Offerings For Term 1 - 2021

Online

Attendance Requirements

All on-campus students are expected to attend scheduled classes – in some units, these classes are identified as a mandatory (pass/fail) component and attendance is compulsory. International students, on a student visa, must maintain a full time study load and meet both attendance and academic progress requirements in each study period (satisfactory attendance for International students is defined as maintaining at least an 80% attendance record).
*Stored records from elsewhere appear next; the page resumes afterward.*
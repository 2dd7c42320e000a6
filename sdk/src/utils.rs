//! Small helpers shared across the SDK

use chrono::{DateTime, Utc};

/// Get current unix timestamp in seconds
pub fn current_timestamp() -> u64 {
    std::time::SystemTime::now()
        .duration_since(std::time::UNIX_EPOCH)
        .unwrap_or_default()
        .as_secs()
}

/// Convert timestamp to string
pub fn timestamp_to_string(timestamp: u64) -> String {
    let secs = i64::try_from(timestamp).unwrap_or(i64::MAX);
    let dt = DateTime::<Utc>::from_timestamp(secs, 0).unwrap_or_default();
    dt.format("%Y-%m-%d %H:%M:%S UTC").to_string()
}

/// Serde adapter that renders a `Pubkey` as its base58 string
pub mod pubkey_string {
    use serde::{de::Error, Deserialize, Deserializer, Serializer};
    use solana_sdk::pubkey::Pubkey;
    use std::str::FromStr;

    pub fn serialize<S: Serializer>(key: &Pubkey, serializer: S) -> Result<S::Ok, S::Error> {
        serializer.collect_str(key)
    }

    pub fn deserialize<'de, D: Deserializer<'de>>(deserializer: D) -> Result<Pubkey, D::Error> {
        let s = String::deserialize(deserializer)?;
        Pubkey::from_str(&s).map_err(D::Error::custom)
    }
}
//! SDK configuration

use crate::reward::RewardSchedule;
use crate::utils::pubkey_string;
use serde::{Deserialize, Serialize};
use solana_sdk::{commitment_config::CommitmentConfig, pubkey::Pubkey};

/// Deployed staking program
pub const STAKING_PROGRAM_ID: Pubkey =
    solana_sdk::pubkey!("HukSceTP6dd1oc3C4uKNwakKQowrdQBgK3EJBPmN9Rus");
/// Reward token mint held by the reward vault
pub const REWARD_TOKEN_MINT: Pubkey =
    solana_sdk::pubkey!("8EoML7gaBJsgJtepm25wq3GuUCqLYHBoqd3HP1JxtyBx");
/// Metaplex token metadata program
pub const TOKEN_METADATA_PROGRAM_ID: Pubkey =
    solana_sdk::pubkey!("metaqbxxUerdq28cj1RbAWkYQm3ybzjb6a8bt518x1s");

pub const LOCALNET_RPC_URL: &str = "http://localhost:8899";
pub const DEVNET_RPC_URL: &str = "https://api.devnet.solana.com";
pub const MAINNET_RPC_URL: &str = "https://api.mainnet-beta.solana.com";

#[derive(Debug, Clone, PartialEq, Serialize, Deserialize)]
#[serde(rename_all = "camelCase")]
pub struct StakingConfig {
    /// RPC endpoint to read state from
    pub rpc_url: String,

    #[serde(with = "pubkey_string")]
    pub program_id: Pubkey,

    #[serde(with = "pubkey_string")]
    pub reward_mint: Pubkey,

    #[serde(with = "pubkey_string")]
    pub token_metadata_program: Pubkey,

    pub commitment: CommitmentConfig,

    pub reward_schedule: RewardSchedule,
}

impl Default for StakingConfig {
    fn default() -> Self {
        Self {
            rpc_url: DEVNET_RPC_URL.to_string(),
            program_id: STAKING_PROGRAM_ID,
            reward_mint: REWARD_TOKEN_MINT,
            token_metadata_program: TOKEN_METADATA_PROGRAM_ID,
            commitment: CommitmentConfig::confirmed(),
            reward_schedule: RewardSchedule::default(),
        }
    }
}

impl StakingConfig {
    /// Create a new config for localhost/test
    pub fn localnet() -> Self {
        Self {
            rpc_url: LOCALNET_RPC_URL.to_string(),
            ..Self::default()
        }
    }

    /// Create a new config for devnet
    pub fn devnet() -> Self {
        Self::default()
    }

    pub fn mainnet() -> Self {
        Self {
            rpc_url: MAINNET_RPC_URL.to_string(),
            ..Self::default()
        }
    }

    pub fn with_rpc_url(mut self, rpc_url: impl Into<String>) -> Self {
        self.rpc_url = rpc_url.into();
        self
    }

    pub fn with_program_id(mut self, program_id: Pubkey) -> Self {
        self.program_id = program_id;
        self
    }

    pub fn with_reward_mint(mut self, reward_mint: Pubkey) -> Self {
        self.reward_mint = reward_mint;
        self
    }

    pub fn with_commitment(mut self, commitment: CommitmentConfig) -> Self {
        self.commitment = commitment;
        self
    }

    pub fn with_reward_schedule(mut self, reward_schedule: RewardSchedule) -> Self {
        self.reward_schedule = reward_schedule;
        self
    }
}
Class and Assessment Overview

Recommended Student Time Commitment

Each 6-credit Undergraduate unit at CQUniversity requires an overall time commitment of an average of 12.5 hours of study per week, making a total of 150 hours for the unit.

Class Timetable

Bundaberg, Cairns, Emerald, Gladstone, Mackay, Rockhampton, Townsville
Adelaide, Brisbane, Melbourne, Perth, Sydney

Assessment Overview

1. Written Assessment
Weighting: 15%
2. Written Assessment
Weighting: 35%
3. Written Assessment
Weighting: 50%

Assessment Grading

This is a graded unit: your overall grade will be calculated from the marks or grades for each assessment task, based on the relative weightings shown in the table above. You must obtain an overall mark for the unit of at least 50%, or an overall grade of ‘pass’ in order to pass the unit. If any ‘pass/fail’ tasks are shown in the table above they must also be completed successfully (‘pass’ grade). You must also meet any minimum mark requirements specified for a particular assessment task, as detailed in the ‘assessment task’ section (note that in some instances, the minimum mark for a task may be greater than 50%). Consult the University’s Grades and Results Policy for more details of interim results and final grades.

Unit Learning Outcomes
On successful completion of this unit, you will be able to:
  1. Pitch and justify a proposal for a narrative journalism project
  2. Identify and distinguish between traditional and long-form narrative journalism
  3. Analyse notable works of narrative journalism including the identification of suitable topics, talent, use of prose and joining the narrative
  4. Develop a publishable work of long-form narrative journalism with a view to getting published
  5. Reflect on critical differences between traditional journalistic writing and narrative journalism.

NA

Alignment of Learning Outcomes, Assessment and Graduate Attributes
N/A Level
Introductory Level
Intermediate Level
Graduate Level
Professional Level
Advanced Level

Alignment of Assessment Tasks to Learning Outcomes

Assessment Tasks Learning Outcomes
1 2 3 4 5
1 - Written Assessment - 15%
2 - Written Assessment - 35%
3 - Written Assessment - 50%

Alignment of Graduate Attributes to Learning Outcomes

Graduate Attributes Learning Outcomes
1 2 3 4 5
1 - Communication
2 - Problem Solving
3 - Critical Thinking
4 - Information Literacy
5 - Team Work
6 - Information Technology Competence
7 - Cross Cultural Competence
8 - Ethical practice
9 - Social Innovation

Alignment of Assessment Tasks to Graduate Attributes

Assessment Tasks Graduate Attributes
1 2 3 4 5 6 7 8 9
1 - Written Assessment - 15%
2 - Written Assessment - 35%
3 - Written Assessment - 50%
Textbooks and Resources

Textbooks

There are no required textbooks.

IT Resources

You will need access to the following IT resources:
  • CQUniversity Student Email
  • Internet
  • Unit Website (Moodle)
Referencing Style

All submissions for this unit must use the referencing style: American Psychological Association 7th Edition (APA 7th edition)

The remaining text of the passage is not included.